Stored items from a collection:
//! Time/size-windowed request coalescing.
//!
//! Calls that arrive while a window is open join it. The window is sent as a
//! single wire batch when it reaches `max_batch_size` or when `wait` has
//! elapsed since it opened, whichever comes first. Every caller then receives
//! the raw bytes of its own response element, matched by request id.
//!
//! ```rust,no_run
//! use std::sync::Arc;
//! use std::time::Duration;
//! use ethwire_core::BatchConfig;
//! use ethwire_http::{BatchLoader, HttpFetcher};
//!
//! # fn build() -> Result<(), ethwire_core::TransportError> {
//! let fetch = Arc::new(HttpFetcher::new("http://127.0.0.1:8545", Duration::from_secs(30))?);
//! let loader = BatchLoader::new(fetch, &BatchConfig::new(50, Duration::from_millis(4)))?;
//! # Ok(()) }
//! ```

use std::collections::{HashMap, HashSet};
use std::sync::{Arc, Mutex, PoisonError};
use std::time::Duration;

use async_trait::async_trait;
use futures::future::join_all;
use tokio::sync::watch;
use tracing::{debug, trace};

use ethwire_core::codec::{decode_batch, encode_batch, Envelope, JsonRpcRequest};
use ethwire_core::config::BatchConfig;
use ethwire_core::error::TransportError;

use crate::fetch::Fetch;
use crate::loader::Loader;

type ElementResult = Result<Vec<u8>, TransportError>;

/// Outcome of one dispatched window: either a result per joined request, in
/// join order, or one error shared by all of them.
type WindowResult = Result<Vec<ElementResult>, TransportError>;

struct Window {
    generation: u64,
    requests: Vec<JsonRpcRequest>,
    done: watch::Sender<Option<Arc<WindowResult>>>,
}

impl Window {
    fn open(generation: u64) -> Self {
        let (done, _) = watch::channel(None);
        Self {
            generation,
            requests: Vec::new(),
            done,
        }
    }
}

#[derive(Default)]
struct State {
    window: Option<Window>,
    next_generation: u64,
}

struct Inner {
    fetch: Arc<dyn Fetch>,
    wait: Duration,
    max_batch: Option<usize>,
    state: Mutex<State>,
}

/// A caller's place in a window.
struct Ticket {
    done: watch::Receiver<Option<Arc<WindowResult>>>,
    position: usize,
}

/// Coalescing [`Loader`].
#[derive(Clone)]
pub struct BatchLoader {
    inner: Arc<Inner>,
}

impl BatchLoader {
    /// Build a loader, rejecting a negative size or a sub-millisecond wait.
    pub fn new(fetch: Arc<dyn Fetch>, config: &BatchConfig) -> Result<Self, TransportError> {
        config.validate()?;
        Ok(Self {
            inner: Arc::new(Inner {
                fetch,
                wait: config.wait(),
                max_batch: config.size_limit(),
                state: Mutex::new(State::default()),
            }),
        })
    }

    /// Load several requests, all joining before any result is awaited.
    pub async fn load_many(&self, requests: Vec<JsonRpcRequest>) -> Vec<ElementResult> {
        let tickets: Vec<Ticket> = requests.into_iter().map(|r| self.join(r)).collect();
        join_all(tickets.into_iter().map(settle)).await
    }

    fn join(&self, req: JsonRpcRequest) -> Ticket {
        let mut guard = self.inner.state.lock().unwrap_or_else(PoisonError::into_inner);
        let state = &mut *guard;

        let next_generation = &mut state.next_generation;
        let mut opened = None;
        let window = state.window.get_or_insert_with(|| {
            let generation = *next_generation;
            *next_generation += 1;
            opened = Some(generation);
            Window::open(generation)
        });

        let position = window.requests.len();
        window.requests.push(req);
        let done = window.done.subscribe();
        let full = self
            .inner
            .max_batch
            .is_some_and(|max| window.requests.len() >= max);
        let ready = if full { state.window.take() } else { None };
        drop(guard);

        if let Some(generation) = opened {
            trace!(generation, "batch window opened");
            let inner = Arc::clone(&self.inner);
            tokio::spawn(async move {
                tokio::time::sleep(inner.wait).await;
                if let Some(window) = inner.close(generation) {
                    inner.flush(window).await;
                }
            });
        }
        if let Some(window) = ready {
            let inner = Arc::clone(&self.inner);
            tokio::spawn(async move { inner.flush(window).await });
        }

        Ticket { done, position }
    }
}

impl Inner {
    /// Take the open window if it is still the one the timer was armed for.
    fn close(&self, generation: u64) -> Option<Window> {
        let mut state = self.state.lock().unwrap_or_else(PoisonError::into_inner);
        match &state.window {
            Some(w) if w.generation == generation => state.window.take(),
            _ => None,
        }
    }

    async fn flush(&self, window: Window) {
        let Window {
            generation,
            requests,
            done,
        } = window;
        debug!(generation, size = requests.len(), "dispatching batch");
        let outcome = self.dispatch(&requests).await;
        if let Err(e) = &outcome {
            debug!(generation, error = %e, "batch failed");
        }
        done.send_replace(Some(Arc::new(outcome)));
    }

    async fn dispatch(&self, requests: &[JsonRpcRequest]) -> WindowResult {
        let payload = encode_batch(requests)?;
        let body = self.fetch.fetch(payload).await?;
        let mut envelopes = decode_batch(&body)?;

        // A single id-less element answering several requests rejects them all.
        if requests.len() > 1 && envelopes.len() == 1 && envelopes[0].valid_id().is_none() {
            let rejection = envelopes.remove(0);
            return Err(match rejection.into_result() {
                Err(e) => e,
                Ok(_) => TransportError::Protocol("unexpected single response to batch".into()),
            });
        }
        Ok(correlate(requests, envelopes))
    }
}

/// Match response elements to requests by id.
///
/// A request with no element carrying its id falls back to the element at
/// its own wire position, unless that element's id belongs to another
/// request.
fn correlate(requests: &[JsonRpcRequest], envelopes: Vec<Envelope>) -> Vec<ElementResult> {
    let ids: Vec<Option<String>> = envelopes.iter().map(Envelope::valid_id).collect();
    let mut slots: Vec<Option<Vec<u8>>> = envelopes.into_iter().map(|e| Some(e.raw)).collect();

    let by_id: HashMap<&str, usize> = ids
        .iter()
        .enumerate()
        .filter_map(|(i, id)| id.as_deref().map(|id| (id, i)))
        .collect();
    let requested: HashSet<&str> = requests.iter().map(|r| r.id.as_str()).collect();
    let claimed_by_other = |position: usize| {
        ids.get(position)
            .and_then(Option::as_deref)
            .is_some_and(|id| requested.contains(id))
    };

    let chosen: Vec<Option<usize>> = requests
        .iter()
        .enumerate()
        .map(|(position, req)| {
            by_id
                .get(req.id.as_str())
                .copied()
                .or_else(|| (!claimed_by_other(position)).then_some(position))
        })
        .collect();

    requests
        .iter()
        .zip(chosen)
        .map(|(req, index)| {
            index
                .and_then(|i| slots.get_mut(i).and_then(Option::take))
                .ok_or_else(|| {
                    TransportError::Protocol(format!("no response for request id {}", req.id))
                })
        })
        .collect()
}

async fn settle(ticket: Ticket) -> ElementResult {
    let Ticket { mut done, position } = ticket;
    let outcome = done
        .wait_for(Option::is_some)
        .await
        .map_err(|_| TransportError::Http("batch dispatch abandoned".into()))?
        .clone()
        .ok_or_else(|| TransportError::Http("batch dispatch abandoned".into()))?;

    match outcome.as_ref() {
        Err(e) => Err(e.clone()),
        Ok(results) => results.get(position).cloned().unwrap_or_else(|| {
            Err(TransportError::Protocol(format!(
                "no response at batch position {position}"
            )))
        }),
    }
}

#[async_trait]
impl Loader for BatchLoader {
    async fn load(&self, req: JsonRpcRequest) -> Result<Vec<u8>, TransportError> {
        settle(self.join(req)).await
    }
}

WORK TO COMPLETE: Print every record above. Keep each one exactly as it is.

ANSWER AREA:
//! Time/size-windowed request coalescing.
//!
//! Calls that arrive while a window is open join it. The window is sent as a
//! single wire batch when it reaches `max_batch_size` or when `wait` has
//! elapsed since it opened, whichever comes first. Every caller then receives
//! the raw bytes of its own response element, matched by request id.
//!
//! ```rust,no_run
//! use std::sync::Arc;
//! use std::time::Duration;
//! use ethwire_core::BatchConfig;
//! use ethwire_http::{BatchLoader, HttpFetcher};
//!
//! # fn build() -> Result<(), ethwire_core::TransportError> {
//! let fetch = Arc::new(HttpFetcher::new("http://127.0.0.1:8545", Duration::from_secs(30))?);
//! let loader = BatchLoader::new(fetch, &BatchConfig::new(50, Duration::from_millis(4)))?;
//! # Ok(()) }
//! ```

use std::collections::{HashMap, HashSet};
use std::sync::{Arc, Mutex, PoisonError};
use std::time::Duration;

use async_trait::async_trait;
use futures::future::join_all;
use tokio::sync::watch;
use tracing::{debug, trace};

use ethwire_core::codec::{decode_batch, encode_batch, Envelope, JsonRpcRequest};
use ethwire_core::config::BatchConfig;
use ethwire_core::error::TransportError;

use crate::fetch::Fetch;
use crate::loader::Loader;

type ElementResult = Result<Vec<u8>, TransportError>;

/// Outcome of one dispatched window: either a result per joined request, in
/// join order, or one error shared by all of them.
type WindowResult = Result<Vec<ElementResult>, TransportError>;

struct Window {
    generation: u64,
    requests: Vec<JsonRpcRequest>,
    done: watch::Sender<Option<Arc<WindowResult>>>,
}

impl Window {
    fn open(generation: u64) -> Self {
        let (done, _) = watch::channel(None);
        Self {
            generation,
            requests: Vec::new(),
            done,
        }
    }
}

#[derive(Default)]
struct State {
    window: Option<Window>,
    next_generation: u64,
}

struct Inner {
    fetch: Arc<dyn Fetch>,
    wait: Duration,
    max_batch: Option<usize>,
    state: Mutex<State>,
}

/// A caller's place in a window.
struct Ticket {
    done: watch::Receiver<Option<Arc<WindowResult>>>,
    position: usize,
}

/// Coalescing [`Loader`].
#[derive(Clone)]
pub struct BatchLoader {
    inner: Arc<Inner>,
}

impl BatchLoader {
    /// Build a loader, rejecting a negative size or a sub-millisecond wait.
    pub fn new(fetch: Arc<dyn Fetch>, config: &BatchConfig) -> Result<Self, TransportError> {
        config.validate()?;
        Ok(Self {
            inner: Arc::new(Inner {
                fetch,
                wait: config.wait(),
                max_batch: config.size_limit(),
                state: Mutex::new(State::default()),
            }),
        })
    }

    /// Load several requests, all joining before any result is awaited.
    pub async fn load_many(&self, requests: Vec<JsonRpcRequest>) -> Vec<ElementResult> {
        let tickets: Vec<Ticket> = requests.into_iter().map(|r| self.join(r)).collect();
        join_all(tickets.into_iter().map(settle)).await
    }

    fn join(&self, req: JsonRpcRequest) -> Ticket {
        let mut guard = self.inner.state.lock().unwrap_or_else(PoisonError::into_inner);
        let state = &mut *guard;

        let next_generation = &mut state.next_generation;
        let mut opened = None;
        let window = state.window.get_or_insert_with(|| {
            let generation = *next_generation;
            *next_generation += 1;
            opened = Some(generation);
            Window::open(generation)
        });

        let position = window.requests.len();
        window.requests.push(req);
        let done = window.done.subscribe();
        let full = self
            .inner
            .max_batch
            .is_some_and(|max| window.requests.len() >= max);
        let ready = if full { state.window.take() } else { None };
        drop(guard);

        if let Some(generation) = opened {
            trace!(generation, "batch window opened");
            let inner = Arc::clone(&self.inner);
            tokio::spawn(async move {
                tokio::time::sleep(inner.wait).await;
                if let Some(window) = inner.close(generation) {
                    inner.flush(window).await;
                }
            });
        }
        if let Some(window) = ready {
            let inner = Arc::clone(&self.inner);
            tokio::spawn(async move { inner.flush(window).await });
        }

        Ticket { done, position }
    }
}

impl Inner {
    /// Take the open window if it is still the one the timer was armed for.
    fn close(&self, generation: u64) -> Option<Window> {
        let mut state = self.state.lock().unwrap_or_else(PoisonError::into_inner);
        match &state.window {
            Some(w) if w.generation == generation => state.window.take(),
            _ => None,
        }
    }

    async fn flush(&self, window: Window) {
        let Window {
            generation,
            requests,
            done,
        } = window;
        debug!(generation, size = requests.len(), "dispatching batch");
        let outcome = self.dispatch(&requests).await;
        if let Err(e) = &outcome {
            debug!(generation, error = %e, "batch failed");
        }
        done.send_replace(Some(Arc::new(outcome)));
    }

    async fn dispatch(&self, requests: &[JsonRpcRequest]) -> WindowResult {
        let payload = encode_batch(requests)?;
        let body = self.fetch.fetch(payload).await?;
        let mut envelopes = decode_batch(&body)?;

        // A single id-less element answering several requests rejects them all.
        if requests.len() > 1 && envelopes.len() == 1 && envelopes[0].valid_id().is_none() {
            let rejection = envelopes.remove(0);
            return Err(match rejection.into_result() {
                Err(e) => e,
                Ok(_) => TransportError::Protocol("unexpected single response to batch".into()),
            });
        }
        Ok(correlate(requests, envelopes))
    }
}

/// Match response elements to requests by id.
///
/// A request with no element carrying its id falls back to the element at
/// its own wire position, unless that element's id belongs to another
/// request.
fn correlate(requests: &[JsonRpcRequest], envelopes: Vec<Envelope>) -> Vec<ElementResult> {
    let ids: Vec<Option<String>> = envelopes.iter().map(Envelope::valid_id).collect();
    let mut slots: Vec<Option<Vec<u8>>> = envelopes.into_iter().map(|e| Some(e.raw)).collect();

    let by_id: HashMap<&str, usize> = ids
        .iter()
        .enumerate()
        .filter_map(|(i, id)| id.as_deref().map(|id| (id, i)))
        .collect();
    let requested: HashSet<&str> = requests.iter().map(|r| r.id.as_str()).collect();
    let claimed_by_other = |position: usize| {
        ids.get(position)
            .and_then(Option::as_deref)
            .is_some_and(|id| requested.contains(id))
    };

    let chosen: Vec<Option<usize>> = requests
        .iter()
        .enumerate()
        .map(|(position, req)| {
            by_id
                .get(req.id.as_str())
                .copied()
                .or_else(|| (!claimed_by_other(position)).then_some(position))
        })
        .collect();

    requests
        .iter()
        .zip(chosen)
        .map(|(req, index)| {
            index
                .and_then(|i| slots.get_mut(i).and_then(Option::take))
                .ok_or_else(|| {
                    TransportError::Protocol(format!("no response for request id {}", req.id))
                })
        })
        .collect()
}

async fn settle(ticket: Ticket) -> ElementResult {
    let Ticket { mut done, position } = ticket;
    let outcome = done
        .wait_for(Option::is_some)
        .await
        .map_err(|_| TransportError::Http("batch dispatch abandoned".into()))?
        .clone()
        .ok_or_else(|| TransportError::Http("batch dispatch abandoned".into()))?;

    match outcome.as_ref() {
        Err(e) => Err(e.clone()),
        Ok(results) => results.get(position).cloned().unwrap_or_else(|| {
            Err(TransportError::Protocol(format!(
                "no response at batch position {position}"
            )))
        }),
    }
}

#[async_trait]
impl Loader for BatchLoader {
    async fn load(&self, req: JsonRpcRequest) -> Result<Vec<u8>, TransportError> {
        settle(self.join(req)).await
    }
}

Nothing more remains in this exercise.